Rule of Law and Anti-Corruption (RoLAC) Programme, an NGO,
and National Agency for the Prohibition of Trafficking in Persons (NAPTIP) urged
media to increase awareness on the effects of sexual offences and prosecution as deterrent to others.
They gave the task during Media Launch of Sex Offenders and Service Providers Register of
Nigeria on Tuesday in Abuja.
The Sex Offender’s Register is a system designed to allow government authorities to keep
track of activities of sex offenders, including those who completed their sentences.
Priscilla Ankut, the Component Manager, Access to Justice for Women, Children and Persons with
Disabilities of RoLAC, said NAPTIP and EU RoLAC programme had started a process of
establishing digital sex offenders and service providers register for Nigeria, which would be accessed globally.
She said “the register is a documentation of cases of reported, arraigned/accused or convicted
sex violations as defined by the Violence Against persons (prohibition) Act (VAPP) 2015.”
She added that the register, which would be opened to public and security agencies in September,
would contain data of those convicted on the website, while other categories could be accessed based on request.
She explained that the service provider database would be a collation of various NGOs, government,
faith-based organisations providing shelter, counseling, legal, financial, vocational, educational,
medical or other assistance to victims and survivors of domestic violence working nationwide in Nigeria.
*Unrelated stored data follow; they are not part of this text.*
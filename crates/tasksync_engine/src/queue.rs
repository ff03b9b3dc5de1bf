//! Sequential download queue driver.
//!
//! Walks one [`QueueItem`] at a time through prepare, start, poll and
//! ready, then waits for the user's tap before advancing. Mobile browsers
//! only let a download start from a user gesture, so items never chain
//! automatically past `Ready`.

use std::sync::Arc;
use std::time::Duration;

use tasksync_core::{
    DownloadQueue, ProgressMapping, QueueItem, QueueItemStatus, QueueRequest, QueueSummary,
    TaskStatus,
};
use tasksync_logging::{sync_debug, sync_info, sync_warn};
use thiserror::Error;
use tokio::time::sleep;

use crate::api::TaskApi;
use crate::ApiError;

pub const MISSING_URL_MESSAGE: &str = "Missing track URL";

#[derive(Debug, Clone, PartialEq, Eq)]
pub struct QueueTimings {
    /// Pause after an item enters `Preparing`, before `/prepare` is called.
    pub prepare_delay: Duration,
    pub poll_interval: Duration,
    pub max_poll_attempts: u32,
    /// Pause before moving on to the next pending item.
    pub advance_delay: Duration,
    /// Pause before the completion summary once nothing is pending.
    pub finish_delay: Duration,
}

impl Default for QueueTimings {
    fn default() -> Self {
        Self {
            prepare_delay: Duration::from_millis(300),
            poll_interval: Duration::from_secs(1),
            max_poll_attempts: 300,
            advance_delay: Duration::from_secs(1),
            finish_delay: Duration::from_millis(500),
        }
    }
}

pub trait QueueObserver: Send + Sync {
    fn item_changed(&self, idx: usize, item: &QueueItem);

    /// The tapped item's artifact should be opened in a new tab/window.
    fn open_url(&self, idx: usize, url: &str);

    fn finished(&self, summary: QueueSummary);
}

#[derive(Debug, Error)]
pub enum SaveError {
    #[error("queue item {0} is not ready to save")]
    NotReady(usize),
    #[error("could not fetch a download link: {0}")]
    Token(#[source] ApiError),
}

pub struct SequentialDownloader {
    api: Arc<dyn TaskApi>,
    queue: DownloadQueue,
    timings: QueueTimings,
    mapping: ProgressMapping,
    observer: Arc<dyn QueueObserver>,
}

impl SequentialDownloader {
    pub fn new(
        api: Arc<dyn TaskApi>,
        timings: QueueTimings,
        mapping: ProgressMapping,
        observer: Arc<dyn QueueObserver>,
    ) -> Self {
        Self {
            api,
            queue: DownloadQueue::new(),
            timings,
            mapping,
            observer,
        }
    }

    pub fn queue(&self) -> &DownloadQueue {
        &self.queue
    }

    /// Appends items and, if nothing is in flight, runs until an item is ready
    /// for the user or the queue drains.
    pub async fn enqueue(&mut self, requests: Vec<QueueRequest>) {
        let added = self.queue.enqueue(requests);
        sync_info!("queued {} item(s)", added.len());
        for idx in added {
            self.notify(idx);
        }
        self.process_next().await;
    }

    /// Starts the next pending item unless one is already in flight.
    pub async fn process_next(&mut self) {
        loop {
            if self.queue.is_processing() {
                return;
            }
            let Some(idx) = self.queue.begin_next() else {
                self.finish().await;
                return;
            };

            match self.run_item(idx).await {
                Ok(()) => return,
                Err(message) => {
                    sync_warn!("queue item {idx} failed: {message}");
                    self.queue.mark_error(idx, message);
                    self.notify(idx);
                    self.queue.release();
                    sleep(self.timings.advance_delay).await;
                }
            }
        }
    }

    /// The user tapped save on a ready item.
    ///
    /// Always asks for a fresh token: the one fetched at completion may have
    /// expired while the item sat waiting. On failure the item stays `Ready`
    /// so the tap can be retried.
    pub async fn save(&mut self, idx: usize) -> Result<(), SaveError> {
        let task_id = match self.queue.item(idx) {
            Some(item) if item.status == QueueItemStatus::Ready => item
                .task_id()
                .map(str::to_string)
                .ok_or(SaveError::NotReady(idx))?,
            _ => return Err(SaveError::NotReady(idx)),
        };

        let token = self
            .api
            .download_token(&task_id)
            .await
            .map_err(SaveError::Token)?;
        let url = self.api.download_file_url(&task_id, &token);
        self.queue.set_download_url(idx, url.clone());
        self.observer.open_url(idx, &url);
        self.queue.mark_completed(idx);
        self.notify(idx);

        if self.queue.current_idx() == Some(idx) {
            self.queue.release();
            sleep(self.timings.advance_delay).await;
            self.process_next().await;
        }
        Ok(())
    }

    async fn run_item(&mut self, idx: usize) -> Result<(), String> {
        self.queue.mark_preparing(idx);
        self.notify(idx);
        sleep(self.timings.prepare_delay).await;

        let item = self
            .queue
            .item(idx)
            .cloned()
            .ok_or_else(|| format!("queue item {idx} disappeared"))?;
        let url = item
            .original_url
            .filter(|url| !url.trim().is_empty())
            .ok_or_else(|| MISSING_URL_MESSAGE.to_string())?;

        let task_id = self
            .api
            .prepare(&url, &item.options)
            .await
            .map_err(|err| err.user_message())?;
        self.queue.mark_prepared(idx, task_id.clone());
        self.notify(idx);

        self.api
            .start(&task_id, None)
            .await
            .map_err(|err| err.user_message())?;
        self.queue.mark_started(idx);
        self.notify(idx);

        self.poll_until_complete(idx, &task_id).await?;

        // A failure here is tolerated; the tap fetches a fresh link anyway.
        let download_url = match self.api.download_token(&task_id).await {
            Ok(token) => Some(self.api.download_file_url(&task_id, &token)),
            Err(err) => {
                sync_warn!("no download link yet for {task_id}: {err}");
                None
            }
        };
        self.queue.mark_ready(idx, download_url);
        self.notify(idx);
        sync_info!("queue item {idx} ({task_id}) is ready");
        Ok(())
    }

    async fn poll_until_complete(&mut self, idx: usize, task_id: &str) -> Result<(), String> {
        for attempt in 1..=self.timings.max_poll_attempts {
            sleep(self.timings.poll_interval).await;
            let tasks = match self.api.list_tasks().await {
                Ok(tasks) => tasks,
                Err(err) => {
                    sync_debug!("poll {attempt} for {task_id} failed: {err}");
                    continue;
                }
            };
            let Some(task) = tasks.iter().find(|task| task.id == task_id) else {
                continue;
            };
            match task.status {
                TaskStatus::Completed => return Ok(()),
                TaskStatus::Error => {
                    return Err(task
                        .message
                        .clone()
                        .unwrap_or_else(|| "Download failed".to_string()))
                }
                TaskStatus::Cancelled => return Err("Cancelled".to_string()),
                _ => {
                    self.queue
                        .apply_server_progress(idx, task.progress, &self.mapping);
                    self.notify(idx);
                }
            }
        }
        Err(format!(
            "Timed out after {} status checks",
            self.timings.max_poll_attempts
        ))
    }

    async fn finish(&mut self) {
        if self.queue.is_empty() {
            return;
        }
        sleep(self.timings.finish_delay).await;
        let summary = self.queue.summary();
        sync_info!(
            "queue finished: {} of {} saved, {} failed",
            summary.completed,
            summary.total,
            summary.failed
        );
        self.observer.finished(summary);
        self.queue.clear();
    }

    fn notify(&self, idx: usize) {
        if let Some(item) = self.queue.item(idx) {
            self.observer.item_changed(idx, item);
        }
    }
}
“This way, the digital platform becomes a resource for deterring sex offenders and providing services where needed.
“And we believe that a public website where offenders are named and shamed will deter others.”
The Director-General of NAPTIP, Mrs Beatrice Jedy-Agba, said collaboration among law enforcement
agencies, media and relevant stakeholders remained the panacea for effective crime prevention in the country.
According to her, the media should report and make rape cases a priority, as well as monitor it to ensure
that culprits are prosecuted.
The NAPTIP boss added that “it is not enough to report a case, but follow-up to put everyone on their
toes to let people know that others are watching, until perpetrators are jailed.”
She also tasked health workers, particularly doctors, to be “duty-bound and report such cases to
necessary authorities as soon as it comes to their domain.”
Jedy-Agba urged the public to report trafficking and sexual abuse cases to the agency and
reiterated NAPTIP’s commitment to protecting victims and ensuring that justice prevailed.
On his part, the Chairman, FCT Council of Nigerian Union of Journalists (NUJ), Mr Emmanuel
Ogbeche, reiterated the commitment of members toward reporting sexual offences and educating
the public on the menace.
He said “for us at NUJ, we welcome this development and hopefully, we will pursue this
advocacy to ensure that our communities are safe for minors, young adults and other persons.”